Dabei gibt es gewisse Standardannahmen. Wenn in einem Liebesgedicht z. B. jemand seine Geliebte anredet, geht man grundsätzlich davon aus, dass diese Geliebte existiert - und nicht, dass der Redende Drogen genommen hat und unter Halluzinationen leidet. Das gilt auch dann, wenn im Text nicht (!) steht: "Ich hatte keine Drogen genommen."
Problematisch ist all dies zugegebenermaßen insofern, als Schüler oft ein noch recht unentwickeltes Weltwissen haben. Aber das ändert nichts am grundlegenden Prinzip.
Unterschieden wird vor diesem Hintergrund auch zwischen Erzählung und Geschichte im Sinne eines Geschehens. Geschichte ist, was passiert(e). Erzählung ist, wie das Passierte dargestellt wird. Unterschiedliche Erzählungen können derselben Geschichte entsprechen. Erzählungen vermitteln zudem wichtige Aspekte der Geschichte meist implizit. Wenn Dir ein Freund erzählt, er hätte am Sonntag Fußball gespielt und sechs Tore geschossen, wirst Du vermutlich annehmen, dass er auf einem ebenen Boden gespielt hat und Teil einer Manschaft war, auch wenn er dies nicht erwähnt.
Geschichte (hier notwendig sprachlich formuliert): Harry und Will gehen in den Zoo. Harry springt in den Löwenkäfig. Der Löwe Kunibert frisst ihn. Willi trauert und macht sich Vorwürfe.
Erzählung I: Noch lange nach dem Unglück saß Willi trauernd auf der Veranda. Nicht nur fehlte ihm Harry seit dem verhängnisvollen Tag im Zoo. Er machte sich auch Vorwürfe, den Sprung in den Löwenkäfig nicht verhindert zu haben. Noch immer hörte er das Knacken, das die Kiefer des Löwen Kunibert beim Kauen gemacht hatten.

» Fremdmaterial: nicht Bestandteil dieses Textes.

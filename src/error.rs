// Copyright (c) Chris Gunn.
// Licensed under the MIT license.

use std::{io, path::PathBuf};

use thiserror::Error;

#[derive(Debug, Error)]
pub enum TemplateError {
    /// A `<param>` or `<template>` declaration is malformed.
    #[error("invalid declaration '{name}': {reason}")]
    Schema { name: String, reason: String },

    /// Instance content does not satisfy its parameter spec.
    #[error("failed to parse parameter '{param}/{type_name}': {reason}\n{markup}")]
    Validation {
        param: String,
        type_name: String,
        reason: String,
        markup: String,
    },

    #[error("unknown element <{tag}> in instance of template '{template}'\n{markup}")]
    UnknownElement {
        template: String,
        tag: String,
        markup: String,
    },

    #[error("missing required parameter '{param}' for template '{template}'")]
    MissingParameter { template: String, param: String },

    #[error("invalid formula '{formula}': {reason}")]
    Expression { formula: String, reason: String },

    #[error("template '{name}' is already registered")]
    DuplicateTemplate { name: String },

    #[error("{action} failed: {reason}\n{markup}")]
    Action {
        action: &'static str,
        reason: String,
        markup: String,
    },

    #[error("template expansion exceeded the depth limit of {limit} (is a template instantiating itself?)")]
    RecursionLimit { limit: usize },

    #[error("malformed XML: {0}")]
    Xml(String),

    #[error("{}: {source}", path.display())]
    Io { path: PathBuf, source: io::Error },
}

impl TemplateError {
    pub fn schema(name: &str, reason: impl Into<String>) -> TemplateError {
        TemplateError::Schema {
            name: name.to_string(),
            reason: reason.into(),
        }
    }

    pub fn expression(formula: &str, reason: impl Into<String>) -> TemplateError {
        TemplateError::Expression {
            formula: formula.to_string(),
            reason: reason.into(),
        }
    }
}
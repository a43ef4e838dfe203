// Copyright (c) Chris Gunn.
// Licensed under the MIT license.

use pulldown_cmark::{html, Options, Parser};

/// Renders markdown to an HTML string. Text embedded in XML is usually indented to match the
/// surrounding markup, so the common leading indentation is removed first; otherwise every
/// paragraph would be read as a code block.
pub fn markdown_to_html(markdown: &str) -> String {
    let source = textwrap::dedent(markdown);
    let mut options = Options::empty();
    options.insert(Options::ENABLE_TABLES);
    options.insert(Options::ENABLE_STRIKETHROUGH);

    let parser = Parser::new_ext(&source, options);
    let mut out = String::new();
    html::push_html(&mut out, parser);
    out
}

Erzählung II: Von dem Moment an, als Harry und Willi den Zoo betraten, ging alles schief. Plötzlich stand Harry auf der Brüstung des Löwenkäfigs - schon war er hineingesprungen. Willi konnte nichts unternehmen. Er sah den Löwen Kunibert, der Harry packte und verspeiste. Noch Wochen später war er von Trauer geschüttelt und von Selbstvorwürfen gebeutelt.